REQUIRED ACTION: Repeat only the lines below from the one containing "a per-call one." through the one containing "let client = reqwest::Client::builder()", inclusive, exactly as written.

***** EXTRACTED DATA

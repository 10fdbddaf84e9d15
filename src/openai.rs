//! Generation client boundary plus a minimal OpenAI implementation.
//!
//! We only call chat.completions and request plain text; the parser owns all
//! structure. Calls are instrumented and log model names, latencies, and
//! response sizes (not contents).
//!
//! NOTE: We never log the API key and we keep payload truncations short to avoid PII leaks.

use std::time::{Duration, Instant};

use async_trait::async_trait;
use reqwest::header::{AUTHORIZATION, CONTENT_TYPE, USER_AGENT};
use serde::{Deserialize, Serialize};
use tracing::{debug, error, info, instrument};

use crate::config::ClientConfig;
use crate::error::{ConfigError, TransportError};
use crate::prompt::Prompt;
use crate::util::trunc_for_log;

/// Sampling parameters sent with every prompt.
#[derive(Clone, Debug, PartialEq)]
pub struct SamplingParams {
  pub model: String,
  pub temperature: f32,
  pub max_tokens: Option<u32>,
  pub n: u32,
}

impl From<&ClientConfig> for SamplingParams {
  fn from(cfg: &ClientConfig) -> Self {
    Self { model: cfg.model.clone(), temperature: cfg.temperature, max_tokens: cfg.max_tokens, n: cfg.n }
  }
}

/// Anything that turns a prompt into raw text.
#[async_trait]
pub trait GenerationClient: Send + Sync {
  async fn send(&self, prompt: &Prompt, params: &SamplingParams) -> Result<String, TransportError>;

  /// One response per prompt, in input order. The outer error means the batch
  /// call itself could not be made; per-prompt failures are inner errors.
  ///
  /// The default runs the prompts one after another through `send`.
  async fn send_batch(
    &self,
    prompts: &[Prompt],
    params: &SamplingParams,
  ) -> Result<Vec<Result<String, TransportError>>, TransportError> {
    let mut out = Vec::with_capacity(prompts.len());
    for prompt in prompts {
      out.push(self.send(prompt, params).await);
    }
    Ok(out)
  }
}

#[derive(Clone)]
pub struct OpenAiClient {
  client: reqwest::Client,
  api_key: String,
  base_url: String,
}

impl OpenAiClient {
  /// A missing credential is a construction error, never a per-call one.
  pub fn new(cfg: &ClientConfig) -> Result<Self, ConfigError> {
    let api_key = cfg.api_key.clone().filter(|k| !k.trim().is_empty()).ok_or(ConfigError::MissingApiKey)?;
    let client = reqwest::Client::builder()
      .timeout(Duration::from_secs(cfg.timeout_secs))
      .build()
      .map_err(|e| ConfigError::HttpClient(e.to_string()))?;
    let base_url = cfg.base_url.trim_end_matches('/').to_string();
    info!(target: "lesson_forge", %base_url, model = %cfg.model, "OpenAI client ready");
    Ok(Self { client, api_key, base_url })
  }

  pub fn base_url(&self) -> &str {
    &self.base_url
  }
}

#[async_trait]
impl GenerationClient for OpenAiClient {
  #[instrument(level = "info", skip(self, prompt, params), fields(model = %params.model, prompt_len = prompt.len()))]
  async fn send(&self, prompt: &Prompt, params: &SamplingParams) -> Result<String, TransportError> {
    let url = format!("{}/chat/completions", self.base_url);
    let req = ChatCompletionRequest {
      model: params.model.clone(),
      messages: vec![
        ChatMessageReq { role: "system".into(), content: prompt.system.clone() },
        ChatMessageReq { role: "user".into(), content: prompt.user.clone() },
      ],
      temperature: params.temperature,
      max_tokens: params.max_tokens,
      n: params.n,
    };

    let start = Instant::now();
    let res = self.client.post(&url)
      .header(USER_AGENT, concat!("lesson-forge/", env!("CARGO_PKG_VERSION")))
      .header(CONTENT_TYPE, "application/json")
      .header(AUTHORIZATION, format!("Bearer {}", self.api_key))
      .json(&req).send().await
      .map_err(|e| {
        error!(elapsed = ?start.elapsed(), error = %e, "OpenAI request failed");
        TransportError::from(e)
      })?;

    if !res.status().is_success() {
      let status = res.status();
      let body = res.text().await.unwrap_or_default();
      let msg = extract_openai_error(&body).unwrap_or_else(|| trunc_for_log(&body, 300));
      error!(elapsed = ?start.elapsed(), %status, "OpenAI returned an error status");
      return Err(TransportError::from_status(status.as_u16(), msg));
    }

    let body: ChatCompletionResponse = res.json().await?;
    if let Some(usage) = &body.usage {
      info!(prompt_tokens = ?usage.prompt_tokens, completion_tokens = ?usage.completion_tokens, total_tokens = ?usage.total_tokens, "OpenAI usage");
    }
    let text = body.choices.into_iter()
      .filter_map(|c| c.message.content)
      .find(|t| !t.trim().is_empty())
      .ok_or_else(|| TransportError::InvalidResponse("no non-empty choice in completion".into()))?;

    info!(elapsed = ?start.elapsed(), response_len = text.len(), "Model response received");
    debug!(preview = %trunc_for_log(&text, 120), "Model response preview");
    Ok(text)
  }
}

// --- Chat DTOs ---

#[derive(Serialize)]
struct ChatCompletionRequest {
  model: String,
  messages: Vec<ChatMessageReq>,
  temperature: f32,
  #[serde(skip_serializing_if = "Option::is_none")]
  max_tokens: Option<u32>,
  n: u32,
}
#[derive(Serialize)]
struct ChatMessageReq { role: String, content: String }

#[derive(Deserialize)]
struct ChatCompletionResponse {
  choices: Vec<ChatChoice>,
  #[serde(default)] usage: Option<Usage>,
}
#[derive(Deserialize)]
struct ChatChoice { message: ChatMessageResp }
#[derive(Deserialize)]
struct ChatMessageResp { content: Option<String> }
#[derive(Deserialize)]
struct Usage {
  #[serde(default)] prompt_tokens: Option<u32>,
  #[serde(default)] completion_tokens: Option<u32>,
  #[serde(default)] total_tokens: Option<u32>,
}

/// Try to extract a clean error message from OpenAI error body.
fn extract_openai_error(body: &str) -> Option<String> {
  #[derive(Deserialize)]
  struct EWrap { error: EObj }
  #[derive(Deserialize)]
  struct EObj { message: String }
  serde_json::from_str::<EWrap>(body).ok().map(|w| w.error.message)
}
//! Factory resolution along the parent chain
//!
//! Every [`Container`](crate::Container) delegates unknown names to a parent
//! [`Resolver`]. The chain always ends in a [`RootContainer`], whose lookups
//! fail, so no container needs a null check for "no parent".

use crate::{DiError, DiResult, Factory, Service, ServiceName};
use std::any::{Any, type_name};
use std::rc::Rc;

/// Something that can locate factories and resolve services by name.
///
/// Implemented by [`Container`](crate::Container) and by the terminal
/// [`RootContainer`]. Custom resolvers can be installed at the top of a chain
/// with [`Container::with_resolver`](crate::Container::with_resolver).
pub trait Resolver {
	/// Returns the factory registered for `name` here or in an ancestor.
	fn find_factory(&self, name: &str) -> DiResult<Factory>;

	/// Looks `name` up on this resolver, constructing and caching as needed.
	fn resolve(&self, name: &str) -> DiResult<Service>;

	/// Whether `name` resolves anywhere in the chain. Never invokes a factory.
	fn contains(&self, name: &str) -> bool {
		self.find_factory(name).is_ok()
	}
}

impl dyn Resolver {
	/// Typed variant of [`Resolver::resolve`].
	///
	/// Lets a factory defer to its parent's version of a service it wraps:
	///
	/// ```
	/// use dim_di::Container;
	/// use std::rc::Rc;
	///
	/// let parent = Rc::new(Container::new());
	/// parent.register("greeting", |_| Ok(String::from("hello"))).unwrap();
	///
	/// let child = parent.child();
	/// child
	///     .register("greeting", |c| {
	///         let inner = c.parent().lookup::<String>("greeting")?;
	///         Ok(format!("{inner}, world"))
	///     })
	///     .unwrap();
	///
	/// assert_eq!(*child.lookup::<String>("greeting").unwrap(), "hello, world");
	/// ```
	pub fn lookup<T: Any>(&self, name: &str) -> DiResult<Rc<T>> {
		downcast(name, self.resolve(name)?)
	}
}

/// Terminal resolver that ends every parent chain.
///
/// Holds no registrations and no state; every lookup fails with
/// [`DiError::MissingService`].
#[derive(Debug, Default, Clone, Copy, PartialEq, Eq)]
pub struct RootContainer;

impl RootContainer {
	pub fn new() -> Self {
		Self
	}
}

impl Resolver for RootContainer {
	fn find_factory(&self, name: &str) -> DiResult<Factory> {
		Err(DiError::MissingService(ServiceName::from(name.to_owned())))
	}

	fn resolve(&self, name: &str) -> DiResult<Service> {
		Err(DiError::MissingService(ServiceName::from(name.to_owned())))
	}

	fn contains(&self, _name: &str) -> bool {
		false
	}
}

pub(crate) fn downcast<T: Any>(name: &str, service: Service) -> DiResult<Rc<T>> {
	service.downcast::<T>().map_err(|_| DiError::TypeMismatch {
		name: ServiceName::from(name.to_owned()),
		expected: type_name::<T>(),
	})
}
//! The service container
//!
//! A [`Container`] maps service names to factories, memoizes the instances
//! they build, and falls back to a parent [`Resolver`] for names it does not
//! register itself.
//!
//! ## Resolution
//!
//! `lookup(name)` proceeds in order:
//!
//! 1. Return the instance cached in *this* container, if any.
//! 2. Find the factory: the local registry first, then the parent chain.
//! 3. Invoke the factory with *this* container, so lookups made inside the
//!    factory search this container before its ancestors.
//! 4. Cache the instance here (never in the ancestor that owns the factory).
//!
//! ## Overrides and the cache
//!
//! [`Container::override_service`] replaces a local factory but leaves any
//! instance already cached under that name in place. Call
//! [`Container::clear_cache`] to observe the new factory.
//!
//! ## Threading
//!
//! Containers use `RefCell` tables and `Rc` handles, so they are confined to
//! one thread. Sharing one across threads requires external synchronization,
//! and even then two threads racing on the same uncached name could each
//! construct an instance.

use crate::resolver::downcast;
use crate::{DiError, DiResult, Factory, Resolver, RootContainer, Service, ServiceName};
use std::any::Any;
use std::cell::RefCell;
use std::collections::HashMap;
use std::collections::hash_map::Entry;
use std::fmt;
use std::rc::Rc;

/// Registry, cache and parent-delegating resolver for named services.
///
/// # Examples
///
/// ```
/// use dim_di::Container;
/// use std::rc::Rc;
///
/// struct Logger {
///     file: Rc<String>,
/// }
///
/// let container = Container::new();
/// container.register("log_file", |_| Ok(String::from("logfile.log"))).unwrap();
/// container
///     .register("logger", |c| Ok(Logger { file: c.lookup("log_file")? }))
///     .unwrap();
///
/// let logger = container.lookup::<Logger>("logger").unwrap();
/// assert_eq!(*logger.file, "logfile.log");
///
/// // The same instance is handed out on every lookup.
/// assert!(Rc::ptr_eq(&logger, &container.lookup("logger").unwrap()));
/// ```
pub struct Container {
	services: RefCell<HashMap<ServiceName, Factory>>,
	cache: RefCell<HashMap<ServiceName, Service>>,
	parent: Rc<dyn Resolver>,
}

impl Container {
	/// Creates a top-level container whose parent is a [`RootContainer`].
	pub fn new() -> Self {
		Self::with_resolver(Rc::new(RootContainer::new()))
	}

	/// Creates a container that falls back to `parent` for unknown names.
	///
	/// # Examples
	///
	/// ```
	/// use dim_di::Container;
	/// use std::rc::Rc;
	///
	/// let parent = Rc::new(Container::new());
	/// parent.register("gene", |_| Ok("x")).unwrap();
	///
	/// let child = Container::with_parent(Rc::clone(&parent));
	/// assert_eq!(*child.lookup::<&str>("gene").unwrap(), "x");
	/// ```
	pub fn with_parent(parent: Rc<Container>) -> Self {
		Self::with_resolver(parent)
	}

	/// Creates a container on top of an arbitrary resolver.
	pub fn with_resolver(parent: Rc<dyn Resolver>) -> Self {
		Self {
			services: RefCell::new(HashMap::new()),
			cache: RefCell::new(HashMap::new()),
			parent,
		}
	}

	/// Creates a child container of `self`.
	pub fn child(self: &Rc<Self>) -> Container {
		Self::with_parent(Rc::clone(self))
	}

	/// The immediate parent of this container.
	pub fn parent(&self) -> &Rc<dyn Resolver> {
		&self.parent
	}

	/// Registers a factory for `name`.
	///
	/// The factory receives the container the lookup started from. Fails with
	/// [`DiError::DuplicateService`] if `name` is already registered in this
	/// container; names registered only in ancestors may be registered again.
	///
	/// # Examples
	///
	/// ```
	/// use dim_di::{Container, DiError};
	///
	/// let container = Container::new();
	/// container.register("app", |_| Ok(0u8)).unwrap();
	///
	/// let err = container.register("app", |_| Ok(1u8)).unwrap_err();
	/// assert_eq!(err, DiError::DuplicateService("app".into()));
	/// ```
	pub fn register<T, F>(&self, name: impl Into<ServiceName>, factory: F) -> DiResult<()>
	where
		T: Any,
		F: Fn(&Container) -> DiResult<T> + 'static,
	{
		self.register_factory(name, Factory::new(factory))
	}

	/// Registers a literal value, handed out as the same instance every time.
	pub fn register_instance<T: Any>(&self, name: impl Into<ServiceName>, value: T) -> DiResult<()> {
		self.register_factory(name, Factory::instance(value))
	}

	/// Registers a prebuilt [`Factory`] for `name`.
	pub fn register_factory(&self, name: impl Into<ServiceName>, factory: Factory) -> DiResult<()> {
		match self.services.borrow_mut().entry(name.into()) {
			Entry::Occupied(entry) => Err(DiError::DuplicateService(entry.key().clone())),
			Entry::Vacant(entry) => {
				tracing::debug!(service = %entry.key(), "registered service");
				entry.insert(factory);
				Ok(())
			}
		}
	}

	/// Replaces the local factory for `name`, registering it if absent.
	///
	/// Never fails and never touches a parent's registrations. An instance
	/// already cached under `name` is **kept**: lookups keep returning it
	/// until [`Container::clear_cache`] is called.
	///
	/// # Examples
	///
	/// ```
	/// use dim_di::Container;
	///
	/// let container = Container::new();
	/// container.register("mode", |_| Ok("production")).unwrap();
	/// assert_eq!(*container.lookup::<&str>("mode").unwrap(), "production");
	///
	/// container.override_service("mode", |_| Ok("test"));
	/// assert_eq!(*container.lookup::<&str>("mode").unwrap(), "production");
	///
	/// container.clear_cache();
	/// assert_eq!(*container.lookup::<&str>("mode").unwrap(), "test");
	/// ```
	pub fn override_service<T, F>(&self, name: impl Into<ServiceName>, factory: F)
	where
		T: Any,
		F: Fn(&Container) -> DiResult<T> + 'static,
	{
		self.override_factory(name, Factory::new(factory));
	}

	/// Replaces the local factory for `name` with a prebuilt [`Factory`].
	pub fn override_factory(&self, name: impl Into<ServiceName>, factory: Factory) {
		let name = name.into();
		tracing::debug!(service = %name, "overrode service");
		let replaced = self.services.borrow_mut().insert(name, factory);
		// Dropped outside the borrow: captured values may re-enter the container.
		drop(replaced);
	}

	/// Looks up a service and downcasts it to `T`.
	///
	/// Fails with [`DiError::MissingService`] if no container in the chain
	/// registers `name`, and with [`DiError::TypeMismatch`] if the instance
	/// is not a `T`. Errors returned by the factory are passed through and
	/// leave the cache untouched.
	pub fn lookup<T: Any>(&self, name: &str) -> DiResult<Rc<T>> {
		downcast(name, self.lookup_any(name)?)
	}

	/// Looks up a service without downcasting it.
	pub fn lookup_any(&self, name: &str) -> DiResult<Service> {
		if let Some(service) = self.cached(name) {
			tracing::trace!(service = name, "cache hit");
			return Ok(service);
		}

		let factory = self.find_factory(name)?;
		tracing::trace!(service = name, "invoking factory");
		let service = factory.call(self)?;

		// A nested lookup may already have cached this name; keep the first.
		let (cached, unused) = {
			let mut cache = self.cache.borrow_mut();
			match cache.entry(ServiceName::from(name.to_owned())) {
				Entry::Occupied(entry) => (Rc::clone(entry.get()), Some(service)),
				Entry::Vacant(entry) => (Rc::clone(entry.insert(service)), None),
			}
		};
		drop(unused);
		Ok(cached)
	}

	/// Drops every instance cached in this container.
	///
	/// Ancestors keep their caches. The next lookup of a dropped name invokes
	/// its factory again and may return a different instance.
	pub fn clear_cache(&self) {
		let drained = std::mem::take(&mut *self.cache.borrow_mut());
		tracing::debug!(entries = drained.len(), "cleared service cache");
		drop(drained);
	}

	/// Whether every name in `names` resolves somewhere in the chain.
	///
	/// Only checks that a factory exists; no factory is invoked and nothing
	/// is cached.
	///
	/// # Examples
	///
	/// ```
	/// use dim_di::Container;
	///
	/// let container = Container::new();
	/// container.register("db", |_| Ok(())).unwrap();
	///
	/// assert!(container.verify_dependencies(["db"]));
	/// assert!(!container.verify_dependencies(["db", "cache"]));
	/// ```
	pub fn verify_dependencies<I>(&self, names: I) -> bool
	where
		I: IntoIterator,
		I::Item: AsRef<str>,
	{
		names.into_iter().all(|name| self.contains(name.as_ref()))
	}

	/// The names in `names` that do not resolve anywhere in the chain, in
	/// input order.
	pub fn missing_dependencies<I>(&self, names: I) -> Vec<ServiceName>
	where
		I: IntoIterator,
		I::Item: AsRef<str>,
	{
		names
			.into_iter()
			.filter(|name| !self.contains(name.as_ref()))
			.map(|name| ServiceName::from(name.as_ref().to_owned()))
			.collect()
	}

	/// Whether `name` resolves here or in an ancestor.
	pub fn contains(&self, name: &str) -> bool {
		self.find_factory(name).is_ok()
	}

	/// Whether `name` is registered in this container itself.
	pub fn is_registered(&self, name: &str) -> bool {
		self.services.borrow().contains_key(name)
	}

	/// Whether an instance of `name` is cached in this container.
	pub fn is_cached(&self, name: &str) -> bool {
		self.cache.borrow().contains_key(name)
	}

	/// Names registered in this container, sorted.
	pub fn service_names(&self) -> Vec<ServiceName> {
		let mut names: Vec<_> = self.services.borrow().keys().cloned().collect();
		names.sort();
		names
	}

	fn cached(&self, name: &str) -> Option<Service> {
		self.cache.borrow().get(name).cloned()
	}
}

impl Resolver for Container {
	fn find_factory(&self, name: &str) -> DiResult<Factory> {
		let local = self.services.borrow().get(name).cloned();
		match local {
			Some(factory) => Ok(factory),
			None => self.parent.find_factory(name),
		}
	}

	fn resolve(&self, name: &str) -> DiResult<Service> {
		self.lookup_any(name)
	}
}

impl Default for Container {
	fn default() -> Self {
		Self::new()
	}
}

impl fmt::Debug for Container {
	fn fmt(&self, f: &mut fmt::Formatter<'_>) -> fmt::Result {
		let mut cached: Vec<_> = self.cache.borrow().keys().cloned().collect();
		cached.sort();
		f.debug_struct("Container")
			.field("services", &self.service_names())
			.field("cached", &cached)
			.finish_non_exhaustive()
	}
}
//! Environment variable stores

use indexmap::IndexMap;
use std::env;

/// A read-only store of environment variables.
pub trait EnvSource {
	/// Returns the value of `key`, or `None` if it is unset.
	fn var(&self, key: &str) -> Option<String>;

	/// Human-readable description for diagnostics.
	fn description(&self) -> String;
}

impl<S: EnvSource + ?Sized> EnvSource for &S {
	fn var(&self, key: &str) -> Option<String> {
		(**self).var(key)
	}

	fn description(&self) -> String {
		(**self).description()
	}
}

/// The process environment.
///
/// Variables that are unset or not valid Unicode read as `None`.
#[derive(Debug, Default, Clone, Copy)]
pub struct ProcessEnv;

impl EnvSource for ProcessEnv {
	fn var(&self, key: &str) -> Option<String> {
		env::var(key).ok()
	}

	fn description(&self) -> String {
		"process environment".to_string()
	}
}

/// An in-memory environment, useful for tests and embedding.
///
/// # Examples
///
/// ```
/// use dim_env::{EnvSource, MapEnv};
///
/// let env = MapEnv::new().with_var("DATABASE_URL", "sqlite::memory:");
/// assert_eq!(env.var("DATABASE_URL").as_deref(), Some("sqlite::memory:"));
/// assert_eq!(env.var("MISSING"), None);
/// ```
#[derive(Debug, Default, Clone)]
pub struct MapEnv {
	vars: IndexMap<String, String>,
}

impl MapEnv {
	pub fn new() -> Self {
		Self::default()
	}

	/// Adds a variable, builder style.
	pub fn with_var(mut self, key: impl Into<String>, value: impl Into<String>) -> Self {
		self.set(key, value);
		self
	}

	pub fn set(&mut self, key: impl Into<String>, value: impl Into<String>) {
		self.vars.insert(key.into(), value.into());
	}

	pub fn remove(&mut self, key: &str) -> Option<String> {
		self.vars.shift_remove(key)
	}

	pub fn len(&self) -> usize {
		self.vars.len()
	}

	pub fn is_empty(&self) -> bool {
		self.vars.is_empty()
	}
}

impl EnvSource for MapEnv {
	fn var(&self, key: &str) -> Option<String> {
		self.vars.get(key).cloned()
	}

	fn description(&self) -> String {
		format!("in-memory environment ({} variables)", self.vars.len())
	}
}

impl<K, V> FromIterator<(K, V)> for MapEnv
where
	K: Into<String>,
	V: Into<String>,
{
	fn from_iter<I: IntoIterator<Item = (K, V)>>(iter: I) -> Self {
		Self {
			vars: iter
				.into_iter()
				.map(|(key, value)| (key.into(), value.into()))
				.collect(),
		}
	}
}
//! Environment module.
//!
//! This module binds container services to environment variables.
//!
//! # Examples
//!
//! ```rust,no_run
//! use dim::Container;
//! use dim::env::ContainerEnvExt;
//!
//! let container = Container::new();
//! container.register_env_or("log_level", "info").unwrap();
//! ```

pub use dim_env::*;
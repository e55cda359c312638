//! `register_env` against the process environment
//!
//! These tests mutate process-wide state and are serialized.

use dim_di::{Container, DiError};
use dim_env::ContainerEnvExt;
use rstest::*;
use serial_test::serial;
use std::env;
use std::rc::Rc;

/// Removes the variable when dropped so a failing test cannot leak it.
struct EnvVarGuard(&'static str);

impl EnvVarGuard {
	fn set(key: &'static str, value: &str) -> Self {
		// SAFETY: all tests in this file are serialized.
		unsafe {
			env::set_var(key, value);
		}
		Self(key)
	}

	fn unset(key: &'static str) -> Self {
		// SAFETY: all tests in this file are serialized.
		unsafe {
			env::remove_var(key);
		}
		Self(key)
	}
}

impl Drop for EnvVarGuard {
	fn drop(&mut self) {
		// SAFETY: all tests in this file are serialized.
		unsafe {
			env::remove_var(self.0);
		}
	}
}

#[rstest]
#[serial(process_env)]
fn register_env_reads_uppercased_variable() {
	// Arrange
	let _guard = EnvVarGuard::set("DIM_TEST_HOME_DIR", "/home/jim");
	let container = Container::new();

	// Act
	container.register_env("dim_test_home_dir").unwrap();

	// Assert
	assert_eq!(
		*container.lookup::<String>("dim_test_home_dir").unwrap(),
		"/home/jim"
	);
}

#[rstest]
#[serial(process_env)]
fn register_env_or_uses_default_when_unset() {
	// Arrange
	let _guard = EnvVarGuard::unset("DIM_TEST_WORKERS");
	let container = Container::new();

	// Act
	container.register_env_or("dim_test_workers", "4").unwrap();

	// Assert
	assert_eq!(*container.lookup::<String>("dim_test_workers").unwrap(), "4");
}

#[rstest]
#[serial(process_env)]
fn register_env_falls_back_to_parent() {
	// Arrange
	let _guard = EnvVarGuard::unset("DIM_TEST_REGION");
	let parent = Rc::new(Container::new());
	parent
		.register("dim_test_region", |_| Ok(String::from("eu-west-1")))
		.unwrap();
	let child = parent.child();

	// Act
	child.register_env("dim_test_region").unwrap();

	// Assert
	assert_eq!(
		*child.lookup::<String>("dim_test_region").unwrap(),
		"eu-west-1"
	);
}

#[rstest]
#[serial(process_env)]
fn register_env_fails_when_nothing_supplies_the_value() {
	// Arrange
	let _guard = EnvVarGuard::unset("DIM_TEST_API_KEY");
	let container = Container::new();

	// Act
	let result = container.register_env("dim_test_api_key");

	// Assert
	let err = result.unwrap_err();
	assert_eq!(
		err,
		DiError::EnvironmentVariableNotFound {
			name: "dim_test_api_key".into(),
			variable: "DIM_TEST_API_KEY".to_string(),
		}
	);
	assert!(err.to_string().contains("DIM_TEST_API_KEY"));
}
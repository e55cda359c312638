//! Binding services to environment variables

use crate::{EnvSource, ProcessEnv};
use dim_di::{Container, DiError, DiResult, Factory, ServiceName};

/// Registers services whose values come from environment variables.
///
/// A service named `database_url` reads the variable `DATABASE_URL`, or
/// `{prefix}DATABASE_URL` when a prefix is configured. The variable is read
/// once, when the service is bound; later changes to the environment are not
/// observed.
///
/// # Examples
///
/// ```
/// use dim_di::Container;
/// use dim_env::{EnvBinder, MapEnv};
///
/// let env = MapEnv::new().with_var("APP_LOG_LEVEL", "debug");
/// let binder = EnvBinder::new(env).with_prefix("APP_");
///
/// let container = Container::new();
/// binder.bind(&container, "log_level", None).unwrap();
/// binder.bind(&container, "workers", Some("4")).unwrap();
///
/// assert_eq!(*container.lookup::<String>("log_level").unwrap(), "debug");
/// assert_eq!(*container.lookup::<String>("workers").unwrap(), "4");
/// ```
#[derive(Debug, Clone)]
pub struct EnvBinder<S = ProcessEnv> {
	source: S,
	prefix: String,
}

impl EnvBinder<ProcessEnv> {
	/// A binder reading the process environment without a prefix.
	pub fn process() -> Self {
		Self::new(ProcessEnv)
	}
}

impl Default for EnvBinder<ProcessEnv> {
	fn default() -> Self {
		Self::process()
	}
}

impl<S: EnvSource> EnvBinder<S> {
	pub fn new(source: S) -> Self {
		Self {
			source,
			prefix: String::new(),
		}
	}

	/// Sets a prefix prepended to every variable name.
	pub fn with_prefix(mut self, prefix: impl Into<String>) -> Self {
		self.prefix = prefix.into();
		self
	}

	pub fn prefix(&self) -> &str {
		&self.prefix
	}

	pub fn source(&self) -> &S {
		&self.source
	}

	/// The environment variable consulted for service `name`.
	pub fn variable_name(&self, name: &str) -> String {
		format!("{}{}", self.prefix, name.to_uppercase())
	}

	/// Registers `name` in `container` from the environment.
	///
	/// In order of preference the service is bound to:
	///
	/// 1. the value of the environment variable, as a `String`;
	/// 2. `default`, if given;
	/// 3. whatever the container's parent chain resolves `name` to.
	///
	/// Fails with [`DiError::EnvironmentVariableNotFound`] when none of these
	/// can supply a value, and with [`DiError::DuplicateService`] when `name`
	/// is already registered in `container`.
	pub fn bind(
		&self,
		container: &Container,
		name: impl Into<ServiceName>,
		default: Option<&str>,
	) -> DiResult<()> {
		let name = name.into();
		if container.is_registered(name.as_str()) {
			return Err(DiError::DuplicateService(name));
		}

		let variable = self.variable_name(name.as_str());
		if let Some(value) = self.source.var(&variable) {
			tracing::debug!(service = %name, variable = %variable, "bound service to environment variable");
			return container.register_instance(name, value);
		}

		if let Some(default) = default {
			tracing::debug!(service = %name, variable = %variable, "bound service to default value");
			return container.register_instance(name, default.to_owned());
		}

		if container.parent().contains(name.as_str()) {
			tracing::debug!(service = %name, variable = %variable, "deferred service to parent container");
			let key = name.clone();
			return container
				.register_factory(name, Factory::erased(move |c| c.parent().resolve(key.as_str())));
		}

		Err(DiError::EnvironmentVariableNotFound { name, variable })
	}
}
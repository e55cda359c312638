//! `register_env` on [`Container`]

use crate::EnvBinder;
use dim_di::{Container, DiResult, ServiceName};

/// Environment-backed registration for [`Container`], reading the process
/// environment.
///
/// See [`EnvBinder::bind`] for the resolution order. Use an [`EnvBinder`]
/// directly to read another [`EnvSource`](crate::EnvSource) or to add a
/// variable prefix.
pub trait ContainerEnvExt {
	/// Binds `name` to the variable `NAME`, falling back to the parent chain.
	fn register_env(&self, name: impl Into<ServiceName>) -> DiResult<()>;

	/// Binds `name` to the variable `NAME`, falling back to `default`.
	fn register_env_or(&self, name: impl Into<ServiceName>, default: &str) -> DiResult<()>;
}

impl ContainerEnvExt for Container {
	fn register_env(&self, name: impl Into<ServiceName>) -> DiResult<()> {
		EnvBinder::process().bind(self, name, None)
	}

	fn register_env_or(&self, name: impl Into<ServiceName>, default: &str) -> DiResult<()> {
		EnvBinder::process().bind(self, name, Some(default))
	}
}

**********

WRITTEN ANSWER:
  /// A missing credential is a construction error, never a per-call one.
  pub fn new(cfg: &ClientConfig) -> Result<Self, ConfigError> {
    let api_key = cfg.api_key.clone().filter(|k| !k.trim().is_empty()).ok_or(ConfigError::MissingApiKey)?;
    let client = reqwest::Client::builder()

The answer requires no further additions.